**The data**
--- START ---

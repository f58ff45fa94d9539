//! Game settings and preferences
//!
//! Loaded from a JSON file on native builds; missing or broken files fall
//! back to defaults.

use std::path::Path;

use serde::{Deserialize, Serialize};

use crate::skins::SkinId;
use crate::tuning::Tuning;

/// Game settings/preferences
#[derive(Debug, Clone, Default, PartialEq, Serialize, Deserialize)]
#[serde(default)]
pub struct Settings {
    /// Player skin (cosmetic)
    pub skin: SkinId,
    /// Fixed RNG seed for reproducible runs (random if unset)
    pub seed: Option<u64>,
    /// Gameplay balance
    pub tuning: Tuning,
}

impl Settings {
    /// Parse settings from JSON text
    pub fn from_json(json: &str) -> serde_json::Result<Self> {
        serde_json::from_str(json)
    }

    pub fn to_json(&self) -> serde_json::Result<String> {
        serde_json::to_string_pretty(self)
    }

    /// Load settings from a file, falling back to defaults on any failure
    pub fn load(path: &Path) -> Self {
        let json = match std::fs::read_to_string(path) {
            Ok(json) => json,
            Err(e) => {
                log::warn!("Could not read settings {}: {}", path.display(), e);
                log::info!("Using default settings");
                return Self::default();
            }
        };

        match Self::from_json(&json) {
            Ok(settings) => {
                log::info!("Loaded settings from {}", path.display());
                settings
            }
            Err(e) => {
                log::warn!("Invalid settings {}: {}", path.display(), e);
                log::info!("Using default settings");
                Self::default()
            }
        }
    }

    /// Save settings to a file
    pub fn save(&self, path: &Path) -> std::io::Result<()> {
        let json = self.to_json().map_err(std::io::Error::other)?;
        std::fs::write(path, json)?;
        log::info!("Settings saved");
        Ok(())
    }
}
//! Vertex types for 2D rendering

use bytemuck::{Pod, Zeroable};

/// Simple 2D vertex with position and color
#[repr(C)]
#[derive(Copy, Clone, Debug, PartialEq, Pod, Zeroable)]
pub struct Vertex {
    pub position: [f32; 2],
    pub color: [f32; 4],
}

impl Vertex {
    pub const fn new(x: f32, y: f32, color: [f32; 4]) -> Self {
        Self {
            position: [x, y],
            color,
        }
    }

    /// Byte stride between vertices in a packed buffer
    pub const STRIDE: usize = std::mem::size_of::<Vertex>();
}

/// Colors for game elements
pub mod colors {
    pub const PLATFORM: [f32; 4] = [0.3, 0.69, 0.31, 1.0];
    pub const PLATFORM_BORDER: [f32; 4] = [0.18, 0.49, 0.2, 1.0];
    pub const SHIELD: [f32; 4] = [0.2, 0.6, 0.86, 1.0];
    pub const SHIELD_GLOW: [f32; 4] = [0.2, 0.6, 0.86, 0.4];
    pub const EXTRA_LIFE: [f32; 4] = [0.91, 0.3, 0.24, 1.0];
    pub const ENEMY: [f32; 4] = [0.91, 0.3, 0.24, 1.0];
    pub const ENEMY_BORDER: [f32; 4] = [0.75, 0.22, 0.17, 1.0];
    pub const PROJECTILE: [f32; 4] = [0.8, 0.0, 0.0, 1.0];
    pub const PROJECTILE_CORE: [f32; 4] = [1.0, 0.42, 0.42, 1.0];
    pub const WHITE: [f32; 4] = [1.0, 1.0, 1.0, 1.0];
    pub const BLACK: [f32; 4] = [0.0, 0.0, 0.0, 1.0];
    pub const TOUCH_HIGHLIGHT: [f32; 4] = [1.0, 1.0, 1.0, 0.1];
    pub const PROMPT_SHADE: [f32; 4] = [0.0, 0.0, 0.0, 0.5];
    pub const PROMPT_PANEL: [f32; 4] = [1.0, 1.0, 1.0, 0.9];
}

--- END ---

**Problem requirements**
The range runs from the line with "pub struct Vertex" up to and including the line with "a packed buffer" in the listing above; please write out exactly those lines and nothing more.

**Response for this exercise**
pub struct Vertex {
    pub position: [f32; 2],
    pub color: [f32; 4],
}

impl Vertex {
    pub const fn new(x: f32, y: f32, color: [f32; 4]) -> Self {
        Self {
            position: [x, y],
            color,
        }
    }

    /// Byte stride between vertices in a packed buffer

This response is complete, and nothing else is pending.